自覚症状がないうちから発見できればいいね
高齢者の病気と思われていた認知症も、65歳以下でも発症します。若年性認知症は、ビジネスマンの不安の一つとなり、職を失うリスクです。経済的な不安もさることながら、悪化すれば介護をする家族への負担も相当なものです。
認知症の不安は、周囲にかかる迷惑が明らかになるにつけ、さらに増え続けています。
アルツハイマー発症前に血液検査で判定できる
ガンや糖尿病と同じに、毎年行う定期健診で危険度が分かれば、自分が認知症になるのではないかという不安を解消できます。認知症は、ガンや糖尿病と同じ生活習慣を正すことで、発症を遅らせられるからです。
本日の読売新聞で、アルツハイマーを血液検査で判別できる検査法が発表されました。アルツハイマーは、脳内にアミロイドβタンパク質が蓄積することから始まります。20年以上も長い年月の間に徐々に溜まっていきますが、自覚症状がありません。蓄積を調べるための方法は、簡単ではありませんでした。
国立長寿医療研究センターと島津製作所の研究チームは、脳内でアミロイドベータタンパク質が増えると変動する血液の関連物質の比率から、アルツハイマーの判定を可能にします。この研究論文は、1月31日付の英科学誌ネイチャー(電子版)に掲載されました。
この研究は、以下のような問題を解決すると考えます。
アルツハイマーの診断には費用と時間がかかった
認知症全てがそうなのですが、アルツハイマーも病名をはっきりさせるまで、複数の検査を続けなくてはなりません。一般に知られている物忘れと認知症の違いなどの、日常のチェック項目だけで、断定できるものではありません。
一般の病院では問診や、画像によるCTスキャン、MRI(核磁気共鳴画像法)などで、判断します。
しかし、CTやMRIで脳の委縮が確認できたとしても、即、アルツハイマーであるというわけでもありません。脳の委縮があっても認知機能が正常な方もいますし、逆に萎縮が判断できなくてもアルツハイマーの方はいるそうです。
アルツハイマーであるか否かの正確な判断は、脳内にアミロイドβタンパク質の蓄積です。PET(陽電子放出断層撮影法)か脳髄液検査を行えば確実です。いずれも診察や治療を受けられる医療機関は限られていて、健康保険の適用に該当しないこともあり費用が高額なのです。
簡単な検査法は、認知症ではないかの不安を解消する
いざ、自分が物忘れとは感覚的に違うおかしな現象が続いたとしても、病院に直ぐ行く人はいません。不安だし怖いです。

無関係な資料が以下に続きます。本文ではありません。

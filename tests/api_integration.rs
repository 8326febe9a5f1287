//! End-to-end API integration tests
//!
//! These tests verify the complete HTTP API flows including:
//! - Listing, fetching, creating, updating and deleting users
//! - The success envelope and error body shapes
//! - Required-field validation and not-found handling

use std::sync::Arc;

use axum::{
    body::Body,
    http::{Request, StatusCode},
    Router,
};
use serde_json::{json, Value};
use tower::util::ServiceExt; // for oneshot
use user_directory_api::api;
use user_directory_api::infrastructure::repositories::InMemoryUserRepository;

/// Setup test application around an empty repository
fn setup_app() -> Router {
    api::router(Arc::new(InMemoryUserRepository::new()))
}

/// Setup test application around the default directory entries
fn setup_seeded_app() -> Router {
    api::router(Arc::new(
        InMemoryUserRepository::seeded().expect("seed users"),
    ))
}

/// Send a request and return the status with the parsed JSON body
async fn send(app: &Router, method: &str, uri: &str, body: Option<Value>) -> (StatusCode, Value) {
    let builder = Request::builder().method(method).uri(uri);
    let request = match body {
        Some(body) => builder
            .header("content-type", "application/json")
            .body(Body::from(serde_json::to_string(&body).unwrap()))
            .unwrap(),
        None => builder.body(Body::empty()).unwrap(),
    };

    let response = app.clone().oneshot(request).await.unwrap();
    let status = response.status();

    let body = axum::body::to_bytes(response.into_body(), usize::MAX)
        .await
        .unwrap();
    let json: Value = serde_json::from_slice(&body).unwrap();

    (status, json)
}

fn user_payload(name: &str) -> Value {
    json!({
        "name": name,
        "email": "a@x.com",
        "city": "C",
        "role": "developer"
    })
}

#[tokio::test]
async fn test_health_check() {
    let app = setup_app();

    let response = app
        .oneshot(
            Request::builder()
                .uri("/health")
                .body(Body::empty())
                .unwrap(),
        )
        .await
        .unwrap();

    assert_eq!(response.status(), StatusCode::OK);

    let body = axum::body::to_bytes(response.into_body(), usize::MAX)
        .await
        .unwrap();
    assert_eq!(&body[..], b"OK");
}

#[tokio::test]
async fn test_list_seeded_users() {
    let app = setup_seeded_app();

    let (status, json) = send(&app, "GET", "/users/get", None).await;

    assert_eq!(status, StatusCode::OK);
    assert_eq!(json["status"], 200);
    assert!(json.get("message").is_none());

    let users = json["data"].as_array().unwrap();
    assert_eq!(users.len(), 3);
    assert_eq!(users[0]["id"], "1");
    assert_eq!(users[0]["name"], "Amit Kumar");
    assert_eq!(users[0]["createdAt"], "2025-01-10T09:00:00Z");
    assert_eq!(users[2]["role"], "manager");
}

#[tokio::test]
async fn test_create_list_delete_scenario() {
    let app = setup_app();

    // Step 1: First user on an empty directory gets ID 1
    let (status, json) = send(&app, "POST", "/users/create", Some(user_payload("A"))).await;
    assert_eq!(status, StatusCode::CREATED);
    assert_eq!(json["status"], 201);
    assert_eq!(json["message"], "User created successfully");
    assert_eq!(json["data"]["id"], "1");
    assert!(json["data"]["createdAt"].is_string());

    // Step 2: Same fields again get ID 2
    let (status, json) = send(&app, "POST", "/users/create", Some(user_payload("A"))).await;
    assert_eq!(status, StatusCode::CREATED);
    assert_eq!(json["data"]["id"], "2");

    // Step 3: Delete the first user; response holds the remaining list
    let (status, json) = send(&app, "DELETE", "/users/delete/1", None).await;
    assert_eq!(status, StatusCode::OK);
    assert_eq!(json["status"], 200);
    assert_eq!(json["message"], "User deleted successfully");
    let remaining = json["data"].as_array().unwrap();
    assert_eq!(remaining.len(), 1);
    assert_eq!(remaining[0]["id"], "2");

    // Step 4: List returns only the second user
    let (_, json) = send(&app, "GET", "/users/get", None).await;
    let users = json["data"].as_array().unwrap();
    assert_eq!(users.len(), 1);
    assert_eq!(users[0]["id"], "2");
}

#[tokio::test]
async fn test_create_then_get_round_trip() {
    let app = setup_app();

    let payload = json!({
        "name": "Priya Sharma",
        "email": "priya@example.com",
        "city": "Mumbai",
        "role": "designer"
    });
    let (_, created) = send(&app, "POST", "/users/create", Some(payload.clone())).await;
    let id = created["data"]["id"].as_str().unwrap().to_string();

    let (status, json) = send(&app, "GET", &format!("/users/getbyid/{}", id), None).await;

    assert_eq!(status, StatusCode::OK);
    assert_eq!(json["status"], 200);
    assert!(json.get("message").is_none());
    assert_eq!(json["data"], created["data"]);
    for field in ["name", "email", "city", "role"] {
        assert_eq!(json["data"][field], payload[field]);
    }
}

#[tokio::test]
async fn test_create_with_empty_field_is_rejected() {
    let app = setup_app();

    let payload = json!({
        "name": "",
        "email": "a@x.com",
        "city": "C",
        "role": "developer"
    });
    let (status, json) = send(&app, "POST", "/users/create", Some(payload)).await;

    assert_eq!(status, StatusCode::BAD_REQUEST);
    assert_eq!(json, json!({ "status": 400, "message": "All fields are required" }));

    // No record was added
    let (_, json) = send(&app, "GET", "/users/get", None).await;
    assert!(json["data"].as_array().unwrap().is_empty());
}

#[tokio::test]
async fn test_create_with_missing_field_is_rejected() {
    let app = setup_app();

    let payload = json!({ "name": "A", "email": "a@x.com", "city": "C" });
    let (status, json) = send(&app, "POST", "/users/create", Some(payload)).await;

    assert_eq!(status, StatusCode::BAD_REQUEST);
    assert_eq!(json["message"], "All fields are required");
}

#[tokio::test]
async fn test_create_with_malformed_body_is_bad_request() {
    let app = setup_app();

    let response = app
        .clone()
        .oneshot(
            Request::builder()
                .method("POST")
                .uri("/users/create")
                .header("content-type", "application/json")
                .body(Body::from("{not json"))
                .unwrap(),
        )
        .await
        .unwrap();

    assert_eq!(response.status(), StatusCode::BAD_REQUEST);

    let body = axum::body::to_bytes(response.into_body(), usize::MAX)
        .await
        .unwrap();
    let json: Value = serde_json::from_slice(&body).unwrap();
    assert_eq!(json["status"], 400);
    assert!(json["message"].is_string());
}

#[tokio::test]
async fn test_get_unknown_user_is_not_found() {
    let app = setup_seeded_app();

    let (status, json) = send(&app, "GET", "/users/getbyid/999", None).await;

    assert_eq!(status, StatusCode::NOT_FOUND);
    assert_eq!(json, json!({ "status": 404, "message": "User not found" }));
}

#[tokio::test]
async fn test_update_single_field() {
    let app = setup_seeded_app();

    let (status, json) = send(
        &app,
        "PUT",
        "/users/update/2",
        Some(json!({ "city": "Pune" })),
    )
    .await;

    assert_eq!(status, StatusCode::OK);
    assert_eq!(json["status"], 200);
    assert!(json.get("message").is_none());
    assert_eq!(json["data"]["id"], "2");
    assert_eq!(json["data"]["city"], "Pune");
    assert_eq!(json["data"]["name"], "Priya Sharma");
    assert_eq!(json["data"]["email"], "priya@example.com");
    assert_eq!(json["data"]["role"], "designer");
    assert_eq!(json["data"]["createdAt"], "2025-01-12T14:30:00Z");

    // The change is visible to later reads
    let (_, json) = send(&app, "GET", "/users/getbyid/2", None).await;
    assert_eq!(json["data"]["city"], "Pune");
}

#[tokio::test]
async fn test_update_ignores_empty_strings() {
    let app = setup_seeded_app();

    let (status, json) = send(
        &app,
        "PUT",
        "/users/update/1",
        Some(json!({ "name": "", "role": "manager" })),
    )
    .await;

    assert_eq!(status, StatusCode::OK);
    assert_eq!(json["data"]["name"], "Amit Kumar");
    assert_eq!(json["data"]["role"], "manager");
}

#[tokio::test]
async fn test_update_unknown_user_is_not_found() {
    let app = setup_app();

    let (status, json) = send(
        &app,
        "PUT",
        "/users/update/999",
        Some(json!({ "name": "X" })),
    )
    .await;

    assert_eq!(status, StatusCode::NOT_FOUND);
    assert_eq!(json, json!({ "status": 404, "message": "User not found" }));
}

#[tokio::test]
async fn test_delete_then_get_is_not_found() {
    let app = setup_seeded_app();

    let (status, json) = send(&app, "DELETE", "/users/delete/3", None).await;
    assert_eq!(status, StatusCode::OK);
    assert_eq!(json["data"].as_array().unwrap().len(), 2);

    let (status, _) = send(&app, "GET", "/users/getbyid/3", None).await;
    assert_eq!(status, StatusCode::NOT_FOUND);

    let (status, json) = send(&app, "DELETE", "/users/delete/3", None).await;
    assert_eq!(status, StatusCode::NOT_FOUND);
    assert_eq!(json["message"], "User not found");
}

#[tokio::test]
async fn test_create_after_delete_gets_fresh_id() {
    let app = setup_seeded_app();

    send(&app, "DELETE", "/users/delete/2", None).await;
    let (status, json) = send(&app, "POST", "/users/create", Some(user_payload("New"))).await;

    assert_eq!(status, StatusCode::CREATED);
    assert_eq!(json["data"]["id"], "4");

    let (_, json) = send(&app, "GET", "/users/get", None).await;
    let ids: Vec<&str> = json["data"]
        .as_array()
        .unwrap()
        .iter()
        .map(|u| u["id"].as_str().unwrap())
        .collect();
    assert_eq!(ids, vec!["1", "3", "4"]);
}

#[tokio::test]
async fn test_unknown_route_is_not_found() {
    let app = setup_app();

    let (status, json) = send(&app, "GET", "/users/nope", None).await;

    assert_eq!(status, StatusCode::NOT_FOUND);
    assert_eq!(json, json!({ "status": 404, "message": "Route not found" }));
}

#[tokio::test]
async fn test_update_without_body_on_unknown_user_is_not_found() {
    let app = setup_seeded_app();

    let (status, json) = send(&app, "PUT", "/users/update/999", None).await;

    assert_eq!(status, StatusCode::NOT_FOUND);
    assert_eq!(json, json!({ "status": 404, "message": "User not found" }));
}

#[tokio::test]
async fn test_update_without_body_leaves_user_unchanged() {
    let app = setup_seeded_app();
    let (_, before) = send(&app, "GET", "/users/getbyid/1", None).await;

    let (status, json) = send(&app, "PUT", "/users/update/1", None).await;

    assert_eq!(status, StatusCode::OK);
    assert_eq!(json["data"], before["data"]);
}

#[tokio::test]
async fn test_create_without_body_requires_all_fields() {
    let app = setup_seeded_app();

    let (status, json) = send(&app, "POST", "/users/create", None).await;

    assert_eq!(status, StatusCode::BAD_REQUEST);
    assert_eq!(json, json!({ "status": 400, "message": "All fields are required" }));

    let (_, json) = send(&app, "GET", "/users/get", None).await;
    assert_eq!(json["data"].as_array().unwrap().len(), 3);
}

#[tokio::test]
async fn test_create_with_empty_json_body_requires_all_fields() {
    let app = setup_app();

    let response = app
        .clone()
        .oneshot(
            Request::builder()
                .method("POST")
                .uri("/users/create")
                .header("content-type", "application/json")
                .body(Body::empty())
                .unwrap(),
        )
        .await
        .unwrap();

    assert_eq!(response.status(), StatusCode::BAD_REQUEST);

    let body = axum::body::to_bytes(response.into_body(), usize::MAX)
        .await
        .unwrap();
    let json: Value = serde_json::from_slice(&body).unwrap();
    assert_eq!(json["message"], "All fields are required");
}

#[tokio::test]
async fn test_create_with_non_string_field_requires_all_fields() {
    let app = setup_app();

    let payload = json!({
        "name": 5,
        "email": "a@x.com",
        "city": "C",
        "role": "developer"
    });
    let (status, json) = send(&app, "POST", "/users/create", Some(payload)).await;

    assert_eq!(status, StatusCode::BAD_REQUEST);
    assert_eq!(json, json!({ "status": 400, "message": "All fields are required" }));

    let (_, json) = send(&app, "GET", "/users/get", None).await;
    assert!(json["data"].as_array().unwrap().is_empty());
}

#[tokio::test]
async fn test_update_ignores_non_string_fields() {
    let app = setup_seeded_app();

    let (status, json) = send(
        &app,
        "PUT",
        "/users/update/3",
        Some(json!({ "name": 42, "city": "Chennai" })),
    )
    .await;

    assert_eq!(status, StatusCode::OK);
    assert_eq!(json["data"]["name"], "Rahul Verma");
    assert_eq!(json["data"]["city"], "Chennai");
}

しかも、これだけ認知症がメディアで報道され続けても、自宅から通える距離で、診断を下せる病院少ないのです。
馴染みのない病院へ行くのは敷居が高いし、例え内科などと一緒になっていて通っていたとしても、口火を切るのは相当な勇気がいります。私は母と一緒に、毎月心療内科へ診察に行きますが、認知症の話をしているのを耳にしたことはありません。いや、私が口にするので、私ぐらいです。
また、家族が認知症ではないかと、不安になった際でもそうです。認知症かもしれないから検査に行こうと誘っても、大概は受診拒否されて病院へ連れて行くのも一苦労です。
血液を採取するだけなら、こうした苦労を軽減できます。会社の定期健診や高齢者の定期検診に、早く取り入れる日がきてくれればと願います。
認知症治療の最大の難問は、最初の受診なのです。
早期発見は認知症の進行を抑えられる
アルツハイマー自体を完治させることはできないけど、進行を遅らせる薬の開発は進んでいます。また、生活習慣や進行を遅らせるリハビリも明らかになっています。コグニサイズは、頭を使いながら運動する方法ですが、効果ありの声が聞かれるようになりました。
早期発見して、早期治療やケアを続けることで、仕事を続けている方も現実にいます。
認知症の不安は、早く行動を起こし検査を行うこと、専門医に相談して治療を受けること、介護機関を利用することを行って対応していくしかありません。全ては、早く見つけることからです。